Pero, a su vez, los combustibles fósiles ataron a las sociedades modernas a dos hipotecas estructurales cuyo pago hoy se vuelve opresivo y amenaza con derrumbar todos los logros que estas han puesto en pie como si fueran castillos de arena. Por un lado, como supo ver Jevons de modo pionero para el carbón, vincularon nuestra prosperidad a recursos finitos y desigualmente distribuidos. Especialmente susceptibles de acaparamiento imperial y, en un círculo infernal perfecto de generación de ansiedad estratégica, portadores de una amenaza de agotamiento a medio y largo plazo. Esto es, introdujeron unas manzanas de oro de la discordia geopolítica global por el acceso y control de fuentes de riqueza tan explosivas y determinantes como transitorias a largo plazo. Por otro lado, el empleo de combustibles fósiles generó involuntariamente el efecto secundario más peligroso de la historia material humana: la desestabilización del sistema climático y con él la pérdida de las condiciones biofísicas en las que habíamos aprendido a construir, durante los últimos 10.000 años, sociedades complejas.

En el siglo XXI nos vencen los plazos para resolver esta trampa evolutiva: si queremos esquivar la pesadilla de una hecatombe climática debemos desengancharnos a toda velocidad de nuestra adicción a la fuente de riqueza material de los últimos 200 años, que ha construido como “normalidad” un mundo de un tamaño y una morfología sin par, y que no se dejará trasplantar a otra matriz energética sin cambios estructurales importantes.

En absoluto la prosperidad económica moderna o la democracia se pueden reducir exclusivamente a epifenómenos de una matriz energética fósil. Este argumento sería propio de un determinismo muy burdo. Pero es irreal pensar que nuestras esferas políticas y económicas no son instituciones ensambladas con las cualidades materiales de la explotación de un stock de alta intensidad energética. Abandonarlo implicará mutaciones de calado en nuestra economía y en nuestra política. A su vez, estos cambios tendrán ganadores y perdedores, y provocarán importantes resistencias.

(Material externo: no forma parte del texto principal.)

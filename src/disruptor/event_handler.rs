//! Event Handler Implementation
//!
//! This module provides the EventHandler trait and related functionality for
//! consuming events inside a [`BatchEventProcessor`](crate::disruptor::BatchEventProcessor).

/// Handler for processing events from the ring buffer
///
/// Handlers see events through a shared reference. Several consumers may read the
/// same slot concurrently, so only producers write slots.
///
/// # Type Parameters
/// * `T` - The event type that will be processed
pub trait EventHandler<T>: Send {
    /// Process an event
    ///
    /// # Arguments
    /// * `event` - The event to process
    /// * `sequence` - The sequence number of the event in the ring buffer
    /// * `end_of_batch` - True if this is the last event of the batch the barrier returned
    ///
    /// # Errors
    /// Any error stops the processor; it is returned from `run()` with the failing sequence.
    ///
    /// # Examples
    /// ```
    /// use seqring::EventHandler;
    ///
    /// struct Trade {
    ///     quantity: u64,
    /// }
    ///
    /// #[derive(Default)]
    /// struct VolumeCounter {
    ///     volume: u64,
    /// }
    ///
    /// impl EventHandler<Trade> for VolumeCounter {
    ///     fn on_event(&mut self, event: &Trade, _sequence: u64, _end_of_batch: bool) -> anyhow::Result<()> {
    ///         self.volume += event.quantity;
    ///         Ok(())
    ///     }
    /// }
    /// ```
    fn on_event(&mut self, event: &T, sequence: u64, end_of_batch: bool) -> anyhow::Result<()>;

    /// Called once on the processor thread before the first event
    fn on_start(&mut self) {}

    /// Called once on the processor thread after the loop exits
    fn on_shutdown(&mut self) {}
}

/// A simple event handler that can be created from a closure
///
/// # Type Parameters
/// * `T` - The event type
/// * `F` - The closure type
pub struct ClosureEventHandler<T, F>
where
    F: FnMut(&T, u64, bool) -> anyhow::Result<()> + Send,
{
    handler: F,
    _phantom: std::marker::PhantomData<fn(&T)>,
}

impl<T, F> ClosureEventHandler<T, F>
where
    F: FnMut(&T, u64, bool) -> anyhow::Result<()> + Send,
{
    /// Create a new closure-based event handler
    pub fn new(handler: F) -> Self {
        Self {
            handler,
            _phantom: std::marker::PhantomData,
        }
    }
}

impl<T, F> EventHandler<T> for ClosureEventHandler<T, F>
where
    F: FnMut(&T, u64, bool) -> anyhow::Result<()> + Send,
{
    fn on_event(&mut self, event: &T, sequence: u64, end_of_batch: bool) -> anyhow::Result<()> {
        (self.handler)(event, sequence, end_of_batch)
    }
}

/// A no-op event handler for testing and benchmarking
///
/// Useful for measuring the overhead of the coordination machinery itself.
pub struct NoOpEventHandler<T> {
    _phantom: std::marker::PhantomData<fn(&T)>,
}

impl<T> NoOpEventHandler<T> {
    /// Create a new no-op event handler
    pub fn new() -> Self {
        Self {
            _phantom: std::marker::PhantomData,
        }
    }
}

impl<T> Default for NoOpEventHandler<T> {
    fn default() -> Self {
        Self::new()
    }
}

impl<T> EventHandler<T> for NoOpEventHandler<T> {
    fn on_event(&mut self, _event: &T, _sequence: u64, _end_of_batch: bool) -> anyhow::Result<()> {
        Ok(())
    }
}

Afirma Jónatham Moriche que la experiencia del consenso neoliberal de las dos últimas décadas del siglo XX, pese a su restricción geográfica y cronológica, fue intensamente performativa en el imaginario colectivo[18]. El apunte es acertado, y llevándolo un poco más lejos del argumento que propone Moriche, seguramente válido para el conjunto de la Gran Aceleración. Como afirmaba hace unos años Iñigo Errejón, las fuerzas progresistas no pueden regalar a los conservadores el componente nostálgico de la contestación a las élites, pues «un deseo explícito o implícito de “volver a los pactos de posguerra” tiene una enorme efectividad política, por mucho que economistas y ecólogos adviertan con razón de su imposibilidad material»[19]. En lo político, de lo que se trata no es de desengañar el anhelo popular por una normalidad pérdida con un duro baño de realidad científica apocalíptica, sino representarlo dándole una «respuesta innovadora y transformadora en el día a día para reconstruir un nuevo pacto social del S. XXI». Este es, por cierto, el corazón de una propuesta como la del Green New Deal.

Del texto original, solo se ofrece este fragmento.